Reports that Israeli security advisers were dispatched to help Kenya deal with a major terror attack on an Israeli-owned Nairobi shopping mall should come as no surprise. The African nation and the Jewish state enjoy a very special relationship.

"To Israel, Kenya is one of the most important countries in Africa," said Galia Sabar, chair of African studies at Tel Aviv University. "Since 1963, the two countries have had a close, profound and, for the most part, a mutually beneficial relationship.

"Over the years we [Israelis] have provided them with expertise in modern agriculture, military training, communications and they have given us a foothold on the continent," Prof. Sabar said. "Because of Kenya, we have a way to keep an eye on events in the Indian Ocean and up and down the east coast of Africa.

"In the past 15 years, with the rise of al-Qaeda, and especially in the past seven years or so, we've been able to keep an eye on all the Islamist movements in the area," she added.

It was no surprise to Prof. Sabar that Israelis were helping Kenyan security forces this weekend. "Israel has been providing security advice for years," she said, especially since a 2002 terror attack on an Israeli-owned resort hotel in Mombasa. Three Israelis and 10 Kenyans were killed in that attack; missiles fired on an Israeli passenger plane at the same time missed their target.

"The only surprise today," Prof. Sabar said, "is that Kenyan officials are being so open about the Israelis helping them. Usually, those things are kept under wraps."

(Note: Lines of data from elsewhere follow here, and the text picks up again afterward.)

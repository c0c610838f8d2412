//! Dataset recorder.
//!
//! Captures a fixed-length clip from a [`PcmSource`] on a background thread and
//! writes it as 16-bit mono WAV to `<root>/<category>/rec_<n>.wav`, where `n`
//! is one past the highest clip number already in that directory. Existing
//! clips are never overwritten. Only one recording runs at a time; the flag is
//! released when the clip has been finalised, successfully or not.

use std::fs::{self, File, OpenOptions};
use std::io::BufWriter;
use std::path::{Path, PathBuf};
use std::sync::Arc;
use std::sync::atomic::{AtomicBool, Ordering};
use std::thread::JoinHandle;
use std::time::Duration;

use arrayvec::ArrayString;
use tracing::{info, warn};

use crate::audio::{AcquisitionError, PcmSource};
use crate::config::SoundClassConfig;
use crate::constants::{MAX_CATEGORY_LEN, RECORD_CHUNK_SAMPLES};

#[derive(Debug, thiserror::Error)]
pub enum RecordError {
    #[error("recording already in progress")]
    AlreadyRecording,
    #[error("invalid category name {0:?}")]
    InvalidCategory(String),
    #[error("io: {0}")]
    Io(#[from] std::io::Error),
    #[error("wav: {0}")]
    Wav(#[from] hound::Error),
    #[error("capture: {0}")]
    Acquisition(#[from] AcquisitionError),
    #[error("recording thread panicked")]
    Panicked,
}

pub type Category = ArrayString<MAX_CATEGORY_LEN>;

/// Result of a finished recording.
#[derive(Debug, Clone, PartialEq, Eq)]
pub struct RecordingSummary {
    pub path: PathBuf,
    pub samples: usize,
}

pub struct Recorder {
    root: PathBuf,
    sample_rate: u32,
    samples: usize,
    timeout: Duration,
    retries: u32,
    recording: Arc<AtomicBool>,
}

impl Recorder {
    pub fn new(cfg: &SoundClassConfig) -> Self {
        Self {
            root: cfg.recording.root.clone(),
            sample_rate: cfg.capture.sample_rate,
            samples: cfg.recording.duration_secs as usize * cfg.capture.sample_rate as usize,
            timeout: cfg.capture.read_timeout(),
            retries: cfg.capture.read_retries,
            recording: Arc::new(AtomicBool::new(false)),
        }
    }

    /// Override the clip length.
    pub fn with_samples(mut self, samples: usize) -> Self {
        self.samples = samples;
        self
    }

    pub fn root(&self) -> &Path {
        &self.root
    }

    pub fn is_recording(&self) -> bool {
        self.recording.load(Ordering::Acquire)
    }

    /// Start recording `category` from `source` on a background thread.
    ///
    /// Fails immediately with [`RecordError::AlreadyRecording`] if another
    /// clip is still being captured.
    pub fn start<S: PcmSource + 'static>(
        &self,
        category: &str,
        source: S,
    ) -> Result<RecordingHandle, RecordError> {
        let category = parse_category(category)?;
        if self
            .recording
            .compare_exchange(false, true, Ordering::AcqRel, Ordering::Acquire)
            .is_err()
        {
            return Err(RecordError::AlreadyRecording);
        }
        let flag = FlagGuard(Arc::clone(&self.recording));

        let path = next_recording_path(&self.root, &category)?;
        let file = create_clip(&path)?;
        info!(path = %path.display(), samples = self.samples, "recording started");

        let job = CaptureJob {
            path: path.clone(),
            file,
            sample_rate: self.sample_rate,
            samples: self.samples,
            timeout: self.timeout,
            retries: self.retries,
        };
        let thread = std::thread::Builder::new()
            .name("soundclass-rec".into())
            .spawn(move || {
                let _flag = flag;
                job.run(source)
            })?;

        Ok(RecordingHandle { path, thread })
    }
}

/// Join handle for a recording in progress.
pub struct RecordingHandle {
    path: PathBuf,
    thread: JoinHandle<Result<RecordingSummary, RecordError>>,
}

impl RecordingHandle {
    /// Destination file.
    pub fn path(&self) -> &Path {
        &self.path
    }

    pub fn is_finished(&self) -> bool {
        self.thread.is_finished()
    }

    /// Wait for the clip to be written.
    pub fn join(self) -> Result<RecordingSummary, RecordError> {
        self.thread.join().map_err(|_| RecordError::Panicked)?
    }
}

/// Clears the recording flag when dropped.
struct FlagGuard(Arc<AtomicBool>);

impl Drop for FlagGuard {
    fn drop(&mut self) {
        self.0.store(false, Ordering::Release);
    }
}

struct CaptureJob {
    path: PathBuf,
    file: File,
    sample_rate: u32,
    samples: usize,
    timeout: Duration,
    retries: u32,
}

impl CaptureJob {
    fn run<S: PcmSource>(self, mut source: S) -> Result<RecordingSummary, RecordError> {
        if !source.is_ready() {
            if let Err(e) = source.init() {
                drop(self.file);
                fs::remove_file(&self.path)?;
                return Err(e.into());
            }
        }
        let spec = hound::WavSpec {
            channels: 1,
            sample_rate: self.sample_rate,
            bits_per_sample: 16,
            sample_format: hound::SampleFormat::Int,
        };
        let mut writer = hound::WavWriter::new(BufWriter::new(self.file), spec)?;
        let mut buf = [0i16; RECORD_CHUNK_SAMPLES];
        let mut written = 0;
        let mut timeouts = 0;

        while written < self.samples {
            let want = (self.samples - written).min(buf.len());
            match source.read(&mut buf[..want], self.timeout) {
                Ok(0) => {
                    warn!(written, wanted = self.samples, "source ended early");
                    break;
                }
                Ok(n) => {
                    timeouts = 0;
                    for &s in &buf[..n] {
                        writer.write_sample(s)?;
                    }
                    written += n;
                }
                Err(AcquisitionError::Timeout { .. }) if timeouts < self.retries => {
                    timeouts += 1;
                    warn!(attempt = timeouts, "recording read timed out, retrying");
                }
                Err(AcquisitionError::Timeout { .. }) => {
                    writer.finalize()?;
                    return Err(AcquisitionError::Timeout { attempts: timeouts + 1 }.into());
                }
                Err(e) => {
                    writer.finalize()?;
                    return Err(e.into());
                }
            }
        }
        writer.finalize()?;
        info!(path = %self.path.display(), samples = written, "recording saved");
        Ok(RecordingSummary {
            path: self.path,
            samples: written,
        })
    }
}

/// Category names become directory names: ASCII letters, digits, `_`, `-`
/// and spaces, at most [`MAX_CATEGORY_LEN`] bytes.
pub fn parse_category(name: &str) -> Result<Category, RecordError> {
    let trimmed = name.trim();
    let valid = !trimmed.is_empty()
        && trimmed
            .chars()
            .all(|c| c.is_ascii_alphanumeric() || matches!(c, '_' | '-' | ' '));
    if !valid {
        return Err(RecordError::InvalidCategory(name.to_string()));
    }
    ArrayString::from(trimmed).map_err(|_| RecordError::InvalidCategory(name.to_string()))
}

/// `<root>/<category>/rec_<n>.wav` with `n` one past the highest existing
/// `rec_<k>.wav`. Creates the category directory if needed.
pub fn next_recording_path(root: &Path, category: &str) -> Result<PathBuf, RecordError> {
    let dir = root.join(category);
    fs::create_dir_all(&dir)?;
    let mut highest = 0u64;
    for entry in fs::read_dir(&dir)? {
        let entry = entry?;
        if let Some(k) = entry.file_name().to_str().and_then(clip_number) {
            highest = highest.max(k);
        }
    }
    Ok(dir.join(format!("rec_{}.wav", highest + 1)))
}

/// `rec_12.wav` → `12`.
fn clip_number(name: &str) -> Option<u64> {
    let stem = name.strip_prefix("rec_")?;
    let (digits, ext) = stem.rsplit_once('.')?;
    if !ext.eq_ignore_ascii_case("wav") {
        return None;
    }
    digits.parse().ok()
}

/// Claim `path` for a new clip; an existing file is an error, never truncated.
fn create_clip(path: &Path) -> Result<File, RecordError> {
    Ok(OpenOptions::new().write(true).create_new(true).open(path)?)
}

#[cfg(test)]
mod tests {
    use super::*;

    #[test]
    fn category_validation() {
        assert_eq!(parse_category(" Crying Baby ").unwrap().as_str(), "Crying Baby");
        assert!(matches!(parse_category("../etc"), Err(RecordError::InvalidCategory(_))));
        assert!(matches!(parse_category(""), Err(RecordError::InvalidCategory(_))));
        let long = "x".repeat(MAX_CATEGORY_LEN + 1);
        assert!(matches!(parse_category(&long), Err(RecordError::InvalidCategory(_))));
    }

    #[test]
    fn numbering_follows_highest_clip() {
        let dir = tempfile::tempdir().unwrap();
        let first = next_recording_path(dir.path(), "Bell").unwrap();
        assert_eq!(first, dir.path().join("Bell").join("rec_1.wav"));

        let bell = dir.path().join("Bell");
        fs::write(bell.join("rec_4.wav"), b"").unwrap();
        fs::write(bell.join("rec_x.wav"), b"").unwrap();
        fs::write(bell.join("rec_9.txt"), b"").unwrap();
        fs::write(bell.join("take.wav"), b"").unwrap();
        let next = next_recording_path(dir.path(), "Bell").unwrap();
        assert_eq!(next.file_name().unwrap(), "rec_5.wav");
    }

    #[test]
    fn clip_numbers() {
        assert_eq!(clip_number("rec_12.wav"), Some(12));
        assert_eq!(clip_number("rec_3.WAV"), Some(3));
        assert_eq!(clip_number("rec_.wav"), None);
        assert_eq!(clip_number("clip_3.wav"), None);
    }

    #[test]
    fn existing_clip_is_never_truncated() {
        let dir = tempfile::tempdir().unwrap();
        let path = dir.path().join("rec_1.wav");
        fs::write(&path, b"keep").unwrap();
        let err = create_clip(&path).unwrap_err();
        assert!(matches!(err, RecordError::Io(ref e) if e.kind() == std::io::ErrorKind::AlreadyExists));
        assert_eq!(fs::read(&path).unwrap(), b"keep");
    }
}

Israel's first embassy in Africa, and only its eighth overall, was opened in Accra, Ghana, in 1956. Its relationship with Ethiopia, then ruled by Haile Selassie, who considered himself a descendant of the Jews, was struck in the early 1950s.

Ethiopia, then with a coastline at the mouth of the Red Sea, held particular geopolitical attraction. And when Emperor Selassie faced a coup in 1960 while abroad, Israel dispatched a plane to fly him back to a location where he could rally his forces and crush the rebellion.

But pressure from Arab states in Africa, and Ethiopia's desire to continue to host the headquarters of the African Union, persuaded Addis Ababa eventually to downgrade its relations with Israel.

Kenya, through import-export companies in its port of Mombasa, offered Israel a way of trading with countries that officially black-listed Israel. Ships with Iranian pistachios, for example, would deliver their cargo to a Kenyan customer, who would then load the nuts on freighters bound for Israel.

Kenya and Ethiopia still, to some degree, also provide Israel with a way to pick up information on shipments of weapons destined for use against Israel.

In 2009, for example, a load of Iranian missiles intended for Hamas in Gaza, was detected and a squadron of Israeli fighter jets reportedly flew from Israel to a point over the Red Sea where they could launch their own missiles, destroying the military convoy as it made its way across Sudan.

"There have been many more such cases," said Prof. Sabar.

Israeli businesses have made a big splash in Kenya and in many African countries in the fields of weapon sales and training

security forces. But in Kenya, they also are into everything from

construction and high-tech agriculture to mobile phone infrastructure and shopping centres such as the Westgate mall – where the attack by al-Shabab militants took place – in which Israelis have a share of ownership.

Until the 2002 Mombasa attack, Kenya also used to be the biggest tourist destination for Israelis visiting Africa, Prof. Sabar said.

Neighbouring Uganda also has a special relationship with Israel. Three weeks ago it was announced that several thousand Africans, mostly from Sudan and Eritrea, who had entered Israel illegally from Egypt, were to be deported to Uganda before being sent home. In return, Israel's Haaretz newspaper reported, Uganda is to be supplied with artillery shells, mortars and an upgrade of its aging jet fighter fleet.

Several of those being deported may well have been trained during their years in Israel in the art of intelligence-gathering and could be among Israel's eyes and ears on the ground in their respective countries. As Prof. Sabar said: "This region is just too important to ignore."